Prosty plan - Aconcagua (2)

Agata w górach

Podróż nie zaczyna się w momencie, kiedy ruszamy w drogę, i nie kończy, kiedy dotarliśmy do mety. W rzeczywistości zaczyna się dużo wcześniej i praktycznie nie kończy się nigdy, bo taśma pamięci kręci się w nas dalej, mimo że fizycznie dawno już nie ruszamy się z miejsca."- tak pisał Ryszard Kapuściński w swojej książce pt. “ Podróże z Herodotem”.
(...) Oczywiście miałam obawy przed poznaniem nowych ludzi. Zawsze je mam. Znałam tylko Magdę, która poprowadziła mnie kilka lat temu przed majestatyczne oblicze K2. Reszta grupy to obcy mi ludzie, z którymi wymieniłam przed wyjazdem jedynie kilka informacyjnych smsów.
Wszyscy spotykamy się w Mendozie, stąd już tylko 4h do Las Cuevas i parku gdzie ma zacząć się nasza przygoda.
W międzyczasie dzwonię kilka razy do Justyny. Opowiadam jej o wszystkim co w koło. Podświadomie zabieram ją w tę podróż. Ona zmaga się z pochmurnym styczniem w Toronto, a ja z zupełnie inną pogodą w Argentynie. Dzięki internetowi kontakt będziemy mieć przez cały wyjazd.
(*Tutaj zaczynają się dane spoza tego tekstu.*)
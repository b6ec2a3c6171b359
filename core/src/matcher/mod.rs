//! Filename matching: normalization, scoring, ranking and highlighting
//!
//! Everything here is pure. The same (filename, query) pair always produces
//! the same score, and nothing is cached between calls.

pub mod highlight;
pub mod scoring;
pub mod text;

pub use highlight::{highlight_spans, render_highlighted, segments, HighlightSpan, Segment};
pub use scoring::{rank, score, MatchResult, PreparedQuery};
pub use text::normalize;

/// Stateless matcher handle for hosts that prefer a value over free functions
#[derive(Debug, Clone, Copy, Default)]
pub struct TextMatcher;

impl TextMatcher {
    pub fn new() -> Self {
        Self
    }

    pub fn normalize(&self, text: &str) -> String {
        normalize(text)
    }

    pub fn score(&self, filename: &str, query: &str) -> u32 {
        score(filename, query)
    }

    pub fn rank<S: AsRef<str>>(&self, filenames: &[S], query: &str) -> Vec<MatchResult> {
        rank(filenames, query)
    }

    pub fn highlight_spans(&self, text: &str, query: &str) -> Vec<HighlightSpan> {
        highlight_spans(text, query)
    }
}
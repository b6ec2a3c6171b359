//! Error types and handling for medialens core

use thiserror::Error;

/// Result type alias for medialens operations
pub type Result<T> = std::result::Result<T, Error>;

/// Main error type for medialens core
#[derive(Error, Debug)]
pub enum Error {
    /// Rename validation and lookup errors
    #[error("Rename error: {0}")]
    Rename(#[from] RenameError),

    /// Document store errors
    #[error("Store error: {0}")]
    Store(#[from] StoreError),

    /// Configuration-related errors
    #[error("Configuration error: {0}")]
    Config(#[from] ConfigError),

    /// IO errors
    #[error("IO error: {0}")]
    Io(#[from] std::io::Error),

    /// SQLite database errors
    #[error("Database error: {0}")]
    Database(#[from] rusqlite::Error),

    /// Directory walking errors
    #[error("Directory listing error: {0}")]
    Walk(#[from] walkdir::Error),
}

/// Errors that abort a rename before anything is mutated
#[derive(Error, Debug, Clone, PartialEq, Eq)]
pub enum RenameError {
    #[error("File not found: {name}")]
    FileNotFound { name: String },

    #[error("New filename cannot be empty")]
    EmptyName,

    #[error("File '{name}' already exists")]
    NameCollision { name: String },

    #[error("'{name}' is not a plain filename")]
    InvalidName { name: String },
}

/// Document store errors
#[derive(Error, Debug)]
pub enum StoreError {
    #[error("Document not found: {id}")]
    DocumentNotFound { id: i64 },

    #[error("Search text cannot be empty")]
    EmptySearch,

    #[error("Invalid search pattern '{pattern}': {message}")]
    InvalidPattern { pattern: String, message: String },

    #[error("Document {id} has no field at index {index}")]
    FieldOutOfRange { id: i64, index: usize },
}

/// Configuration-specific errors
#[derive(Error, Debug)]
pub enum ConfigError {
    #[error("Missing required field: {field}")]
    MissingField { field: String },

    #[error("Invalid value for field '{field}': {value}")]
    InvalidValue { field: String, value: String },
}

impl Error {
    /// The rename error behind this error, if any
    pub fn as_rename(&self) -> Option<&RenameError> {
        match self {
            Error::Rename(err) => Some(err),
            _ => None,
        }
    }
}
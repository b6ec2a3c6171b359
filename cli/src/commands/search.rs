//! Fuzzy search command

use crate::output::format_match_table;
use anyhow::Result;
use colored::Colorize;
use tracing::{debug, info};

/// Rank the images against `query` and print the matches
pub async fn search_command(
    config_loader: crate::config::CliConfigLoader,
    query: String,
    limit: Option<usize>,
    json: bool,
) -> Result<()> {
    let config = config_loader.load().await?;
    info!("Searching for: {}", query);

    let library = super::open_library(&config)?;
    let mut matches = library.search(&query);
    debug!("{} of {} images matched", matches.len(), library.files().len());

    if let Some(limit) = limit.or(config.max_results) {
        matches.truncate(limit);
    }

    if json {
        println!("{}", serde_json::to_string_pretty(&matches)?);
        return Ok(());
    }

    if matches.is_empty() {
        println!("{} No images match: {}", "✗".red(), query.yellow());
        return Ok(());
    }

    for line in format_match_table(&matches, &query) {
        println!("{}", line);
    }

    Ok(())
}
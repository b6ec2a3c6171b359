//! # medialens core
//!
//! Fuzzy search over the images in a flashcard media folder, and renaming
//! of those images with every note reference rewritten to match.
//!
//! The two entry points are [`TextMatcher`] for ranking filenames against a
//! typed query and [`RenameCoordinator`] for the rename protocol. Both work
//! against traits ([`DocumentStore`], [`DirectoryListing`], [`FileRenamer`])
//! so a host can plug in its own corpus and filesystem.

// Core modules
pub mod config;
pub mod error;
pub mod matcher;
pub mod media;
pub mod rename;
pub mod store;

// Re-export commonly used types
pub use config::{MediaSettings, ResolvedConfig};
pub use error::{ConfigError, Error, RenameError, Result, StoreError};
pub use matcher::{HighlightSpan, MatchResult, TextMatcher};
pub use media::{DirectoryListing, FileRenamer, MediaFile, MediaFolder, MediaLibrary};
pub use rename::{OpenEditor, RenameCoordinator, RenameOutcome};
pub use store::{Document, DocumentId, DocumentStore, MemoryStore, SqliteStore};

/// Current version of the medialens-core library
pub const VERSION: &str = env!("CARGO_PKG_VERSION");
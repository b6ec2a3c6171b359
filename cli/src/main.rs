//! # medialens CLI
//!
//! Command-line interface for medialens - fuzzy search and safe renaming
//! of the images in a flashcard media folder.
//!
//! ## Usage
//!
//! - `medialens list` - List every image in the media folder
//! - `medialens search "cat"` - Rank images against a query
//! - `medialens insert cat.png --note 42` - Add an image tag to a note
//! - `medialens rename cat.png --to kitten` - Rename an image and its references

use anyhow::Result;
use clap::{Parser, Subcommand};
use medialens_core::store::DocumentId;
use std::path::PathBuf;

mod commands;
mod config;
mod output;

use commands::{insert_command, list_command, rename_command, search_command};
use config::CliConfigLoader;

/// medialens - Find and rename the images in a flashcard media folder
#[derive(Parser)]
#[command(name = "medialens")]
#[command(version = env!("CARGO_PKG_VERSION"))]
#[command(about = "Fuzzy image search and reference-safe renaming for flashcard media")]
#[command(long_about = None)]
struct Cli {
    /// Configuration file or directory path
    #[arg(short, long, global = true)]
    config: Option<PathBuf>,

    /// Media folder override
    #[arg(long, global = true)]
    media_dir: Option<PathBuf>,

    /// Collection database override
    #[arg(long, global = true)]
    collection: Option<PathBuf>,

    /// Enable verbose logging
    #[arg(short, long, global = true, conflicts_with = "quiet")]
    verbose: bool,

    /// Only log errors
    #[arg(short, long, global = true)]
    quiet: bool,

    #[command(subcommand)]
    command: Commands,
}

#[derive(Subcommand)]
enum Commands {
    /// List every image in the media folder
    List,

    /// Rank images against a query
    Search {
        /// Text typed by the user
        query: String,

        /// Show at most this many matches
        #[arg(short, long)]
        limit: Option<usize>,

        /// Print matches as JSON
        #[arg(long)]
        json: bool,
    },

    /// Print the tag for an image, or add it to a note
    Insert {
        /// Image filename in the media folder
        filename: String,

        /// Note to append the tag to
        #[arg(long)]
        note: Option<DocumentId>,

        /// Field of the note to append to
        #[arg(long, default_value_t = 0)]
        field: usize,
    },

    /// Rename an image and update every note that references it
    Rename {
        /// Current image filename
        filename: String,

        /// New base name, without extension (prompted for when omitted)
        #[arg(long)]
        to: Option<String>,

        /// Note open for editing; shown with its references patched after the rename
        #[arg(long)]
        note: Option<DocumentId>,
    },
}

/// Build a configuration loader from CLI arguments
fn build_config_loader(cli: &Cli) -> CliConfigLoader {
    let mut loader = CliConfigLoader::new();

    if let Some(config_path) = &cli.config {
        loader = loader.with_config_override(config_path.clone());
    }

    if let Some(media_dir) = &cli.media_dir {
        loader = loader.with_media_dir_override(media_dir.clone());
    }

    if let Some(collection) = &cli.collection {
        loader = loader.with_collection_override(collection.clone());
    }

    loader
}

#[tokio::main]
async fn main() -> Result<()> {
    let cli = Cli::parse();

    // Initialize tracing
    let filter = if cli.verbose {
        "debug"
    } else if cli.quiet {
        "error"
    } else {
        "info"
    };

    tracing_subscriber::fmt()
        .with_env_filter(tracing_subscriber::EnvFilter::new(filter))
        .with_writer(std::io::stderr)
        .init();

    let config_loader = build_config_loader(&cli);

    match cli.command {
        Commands::List => list_command(config_loader).await,
        Commands::Search { query, limit, json } => {
            search_command(config_loader, query, limit, json).await
        }
        Commands::Insert {
            filename,
            note,
            field,
        } => insert_command(config_loader, filename, note, field).await,
        Commands::Rename { filename, to, note } => {
            rename_command(config_loader, filename, to, note).await
        }
    }
}
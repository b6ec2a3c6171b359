//! The rename protocol: validate, rewrite references, move the file

use super::references::{patch_references, rewrite_in_store};
use super::validate::{split_extension, validate_new_name};
use super::OpenEditor;
use crate::error::{RenameError, Result};
use crate::media::FileRenamer;
use crate::store::DocumentStore;
use serde::{Deserialize, Serialize};
use tracing::{info, warn};

/// A validated rename: the current name and the final new name
#[derive(Debug, Clone, PartialEq, Eq, Serialize, Deserialize)]
pub struct RenameRequest {
    pub original_name: String,
    pub proposed_name: String,
}

/// What a completed rename did
#[derive(Debug, Clone, PartialEq, Eq, Serialize, Deserialize)]
pub struct RenameOutcome {
    pub original_name: String,
    pub new_name: String,

    /// Distinct notes whose fields were rewritten
    pub matched_document_count: usize,

    /// False when a file already sat at the new name and the move was skipped.
    /// References point at the new name either way.
    pub file_moved: bool,
}

/// Runs renames against a document store and a media folder
///
/// Not transactional: once references are rewritten they stay rewritten,
/// even if moving the file fails afterwards.
pub struct RenameCoordinator<'a, D: ?Sized, F: ?Sized> {
    store: &'a mut D,
    files: &'a F,
}

impl<'a, D, F> RenameCoordinator<'a, D, F>
where
    D: DocumentStore + ?Sized,
    F: FileRenamer + ?Sized,
{
    pub fn new(store: &'a mut D, files: &'a F) -> Self {
        Self { store, files }
    }

    /// Check a rename without side effects
    pub fn prepare<S: AsRef<str>>(
        &self,
        original_name: &str,
        proposed_base: &str,
        listing: &[S],
    ) -> Result<RenameRequest> {
        if !listing.iter().any(|f| f.as_ref() == original_name) {
            return Err(RenameError::FileNotFound {
                name: original_name.to_string(),
            }
            .into());
        }

        let (_, extension) = split_extension(original_name);
        let proposed_name = validate_new_name(proposed_base, extension, listing)?;

        Ok(RenameRequest {
            original_name: original_name.to_string(),
            proposed_name,
        })
    }

    /// Rename `original_name` to `proposed_base` plus its current extension
    ///
    /// `listing` is the media folder snapshot used for the existence and
    /// collision checks. When `editor` is given, its fields are patched with
    /// the same rule after the rename.
    pub fn perform_rename<S: AsRef<str>>(
        &mut self,
        original_name: &str,
        proposed_base: &str,
        listing: &[S],
        editor: Option<&mut dyn OpenEditor>,
    ) -> Result<RenameOutcome> {
        let request = self.prepare(original_name, proposed_base, listing)?;
        let RenameRequest {
            original_name,
            proposed_name: new_name,
        } = request;

        let rewrite = rewrite_in_store(&mut *self.store, &original_name, &new_name)?;

        let file_moved = if self.files.exists(&new_name) {
            warn!(
                "{} already exists; references now point at it but {} was not moved",
                new_name, original_name
            );
            false
        } else {
            self.files.rename(&original_name, &new_name)?;
            true
        };

        info!(
            "Renamed {} to {} and updated {} notes",
            original_name, new_name, rewrite.matched_document_count
        );

        if let Some(editor) = editor {
            notify_editor(editor, &original_name, &new_name);
        }

        Ok(RenameOutcome {
            original_name,
            new_name,
            matched_document_count: rewrite.matched_document_count,
            file_moved,
        })
    }
}

/// Patch the open note so it shows the new name without a reload from the store
pub fn notify_editor(editor: &mut dyn OpenEditor, original_name: &str, new_name: &str) {
    for field in editor.fields_mut().iter_mut() {
        *field = patch_references(field, original_name, new_name);
    }
    editor.reload();
}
W Mendozie nasz przewodnik sprawdza sprzęt, odzież i nastawienie do całej wyprawy. A my przy słynnym argentyńskim winie pomału się poznajemy.
Gdyby nie wielkie wyprawowe torby w domu, który wynajęliśmy na ten początkowy okres, nic nie świadczyłoby o tym, że za kilka dni stawiać będziemy pierwsze kroki na zboczach Andów.
Okazuje się, że moje buty na atak szczytowy są za cienkie, muszę wypożyczyć grubsze, większe. Jedziemy więc do wypożyczalni gdzie znajduję buty wyprawowe, potrójne, w rozmiarze 43, pasujące idealnie. W takich butach ludzie wchodzą na Mount Everest. Czuję się więc trochę onieśmielona tą myślą.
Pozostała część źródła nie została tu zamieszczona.